Often, good training is about finding your limiters, and working around them. During that conversation, we found another limiter. Pure and simple, I'm not eating enough. As we came to this revelation, my first thought was "of course, I'm trying to lose weight." But, in addition to feeling awful on the bike, I wasn't really losing much weight! Basically, I was "starving" myself, and my body had shut down. I wasn't able to produce any power and my body was conserving everything it had to stay functional.

So, the solution was simple...go eat! I've doubled my caloric intake and feel MUCH better on and off the bike. I'm also nailing the workouts better. We will check out the numbers in another week to see if they back up my intuition.

So, why am I bringing this up? Sometimes the limiters to your training can be so obvious and in-your-face, that you completely miss them! How could I possibly think that consuming 2500 calories per day would be effective while training at a high intensity? It's obvious now, but for some reason, I just didn't see it!

So, as you continue to pursue your goals, athletic or otherwise, make sure to take the time to examine the obvious limiters. What's holding you back could be right in front of your nose!

Ride safe!

Friday, March 05, 2010

More Carbent frame pictures

Last week, you all saw the roll wrapped tube on the main frame of a Carbent HPV Raven. This week, I've taken some detailed pictures of a filament wound frameset. Enjoy!

Wednesday, March 03, 2010

Training for RAAM in more detail

I get quite a few queries on RAAM training, so I thought I would post a series on the training that I am doing, why I am doing it, and how we measure progress.

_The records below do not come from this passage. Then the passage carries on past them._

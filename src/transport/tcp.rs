//! TCP connection establishment

use tokio::net::TcpStream;
use tokio::time::timeout;
use tracing::debug;

use crate::config::Config;
use crate::error::{Error, Result};

/// Open a TCP stream to the configured address.
///
/// Applies the connect timeout and disables Nagle's algorithm. The returned
/// stream is expected to be ready to carry query frames.
pub async fn connect_tcp(config: &Config) -> Result<TcpStream> {
    let addr = config.socket_addr();
    let stream = timeout(config.connect_timeout, TcpStream::connect(&addr))
        .await
        .map_err(|_| Error::ConnectionTimeout(config.connect_timeout))??;

    stream.set_nodelay(true)?;
    debug!(addr = %addr, "tcp connection established");
    Ok(stream)
}
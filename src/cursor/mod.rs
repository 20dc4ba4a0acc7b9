//! Streaming cursors
//!
//! A [`Cursor`] is a pull-based handle over a server-produced row stream.
//! Rows are fetched in batches ahead of the consumer, bounded by the
//! [`PrefetchWindow`], with at most one request in flight at a time.
//!
//! # Example
//!
//! ```rust,no_run
//! use reql_cursor::Connection;
//! use serde_json::json;
//!
//! # async fn example() -> reql_cursor::Result<()> {
//! let conn = Connection::connect("localhost:28015".parse()?).await?;
//!
//! // r.db("test").table("users")
//! let mut cursor = conn.open_cursor(json!([15, [[14, ["test"]], "users"]]))?;
//!
//! while let Some(row) = cursor.next().await? {
//!     println!("{:?}", row.get_str("name"));
//! }
//! # Ok(())
//! # }
//! ```
//!
//! Table scans and changefeeds use the same type. A changefeed simply never
//! reaches [`CursorState::Exhausted`]; check [`Cursor::mode`] to tell them
//! apart.

mod propagate;
mod scheduler;
pub(crate) mod shared;
mod state;
mod stream;

pub use scheduler::PrefetchWindow;
pub use state::{CursorMode, CursorState, CursorStats};
pub use stream::CursorStream;

use std::sync::Arc;

use crate::config::CursorOptions;
use crate::error::Result;
use crate::row::Row;

use shared::CursorShared;

/// A lazily fetched, non-restartable sequence of rows.
///
/// `next()` takes `&mut self`, so a cursor has exactly one consumer. Use
/// [`Cursor::handle`] to close or inspect it from another task while a
/// `next()` call is waiting.
pub struct Cursor {
    pub(crate) shared: Arc<CursorShared>,
    pub(crate) options: CursorOptions,
}

impl Cursor {
    pub(crate) fn new(shared: Arc<CursorShared>, options: CursorOptions) -> Self {
        Self { shared, options }
    }

    /// Get the next row.
    ///
    /// Returns `Ok(Some(row))` while rows remain, `Ok(None)` once the result
    /// set is exhausted (and on every call after that), and `Err` if the
    /// stream failed. Rows received before a failure are delivered before
    /// the error, and the same error is returned on every later call.
    /// Calling `next()` on a closed cursor returns
    /// [`Error::CursorClosed`](crate::Error::CursorClosed).
    pub async fn next(&mut self) -> Result<Option<Row>> {
        self.shared.next_row(self.options.fetch_timeout).await
    }

    /// Close the cursor.
    ///
    /// Idempotent and non-blocking. Queued rows are discarded and, if the
    /// server still holds the query open, a stop request is queued without
    /// waiting for its acknowledgement.
    pub fn close(&self) {
        self.shared.close();
    }

    /// Get a handle that can close or inspect this cursor from elsewhere
    pub fn handle(&self) -> CursorHandle {
        CursorHandle {
            shared: Arc::clone(&self.shared),
        }
    }

    /// The query token
    pub fn token(&self) -> u64 {
        self.shared.token()
    }

    /// The current state
    pub fn state(&self) -> CursorState {
        self.shared.state()
    }

    /// Whether this cursor reads a finite result or a changefeed
    pub fn mode(&self) -> CursorMode {
        self.shared.mode()
    }

    /// Check if the cursor has reached a terminal state
    pub fn is_terminal(&self) -> bool {
        self.state().is_terminal()
    }

    /// Diagnostics snapshot
    pub fn stats(&self) -> CursorStats {
        self.shared.stats()
    }

    /// The options this cursor was opened with
    pub fn options(&self) -> &CursorOptions {
        &self.options
    }

    /// Drain the remaining rows into a Vec.
    ///
    /// Never returns for a changefeed unless it fails or is closed through
    /// a [`CursorHandle`].
    pub async fn collect_rows(mut self) -> Result<Vec<Row>> {
        let mut rows = Vec::new();
        while let Some(row) = self.next().await? {
            rows.push(row);
        }
        Ok(rows)
    }

    /// Adapt the cursor into a [`futures_core::Stream`]
    pub fn into_stream(self) -> CursorStream {
        CursorStream::new(self)
    }
}

impl std::fmt::Debug for Cursor {
    fn fmt(&self, f: &mut std::fmt::Formatter<'_>) -> std::fmt::Result {
        f.debug_struct("Cursor")
            .field("token", &self.token())
            .field("state", &self.state())
            .finish()
    }
}

impl Drop for Cursor {
    fn drop(&mut self) {
        self.shared.close();
    }
}

/// A cloneable handle for closing and inspecting a [`Cursor`]
#[derive(Clone)]
pub struct CursorHandle {
    shared: Arc<CursorShared>,
}

impl CursorHandle {
    /// Close the cursor, waking any waiting `next()` call
    pub fn close(&self) {
        self.shared.close();
    }

    /// The query token
    pub fn token(&self) -> u64 {
        self.shared.token()
    }

    /// The current state
    pub fn state(&self) -> CursorState {
        self.shared.state()
    }

    /// Diagnostics snapshot
    pub fn stats(&self) -> CursorStats {
        self.shared.stats()
    }
}

impl std::fmt::Debug for CursorHandle {
    fn fmt(&self, f: &mut std::fmt::Formatter<'_>) -> std::fmt::Result {
        f.debug_struct("CursorHandle")
            .field("token", &self.token())
            .finish()
    }
}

First, I use a Powertap hub. A Powertap hub has eight strain gauges inside to measure torque being applied to the hub from the cranks. The resulting output is displayed in watts. Similar to training with heart rate, I have a variety of wattage zones, and my training is geared to keep me in specific zones for various amounts of time. One key difference between heart rate and power, though, is that power is displayed immediately, in real time (1s delay), so you get immediate feedback regarding your performance. Heartrate tends to be a bit slow in responding to changes in your workout.

At the beginning of training, I did a power test to determine my "threshold" level of power. It came to about 230w. This is a level of power that I can hold for 30 minutes, up to even an hour, if necessary. All of my training levels are based on this number. When I am training at "threshold", I try to keep the wattage between 210 and 240. "Tempo" is between 175 and 210, and can be held for several hours at a time (with the correct fueling).

This week, I am doing two intense, shorter workouts during the week. These entail 40 minutes at threshold and 30 minutes at easy (just below tempo). The best way to do threshold workouts is on a hill - I use Sepulveda Blvd. Since it is almost 11 minutes to the top, I do the climb four times. I then scurry over to work, keeping the wattage between 130 and 170.

Between these workouts, I commute at easy level. This does not imply that I am taking it easy. I still need to maintain 130-170w.

On Saturday, I will do a longer, three hour tempo ride (two hours at tempo, one hour easy). Tempo gets really hard if you aren't managing your nutrition well. I've found that I don't get enough protein, so this week I am consuming more and observing the effects.

Stay tuned for more...

Tuesday, March 02, 2010

Cross Country and beyond for a great cause!

A good friend of ours forwarded the link for this Crazy Guy on a Bike journal. Ken and Jen are doing a 7000 mile tour on their trikes to increase awareness of organ donation, among other things. Enjoy their journey!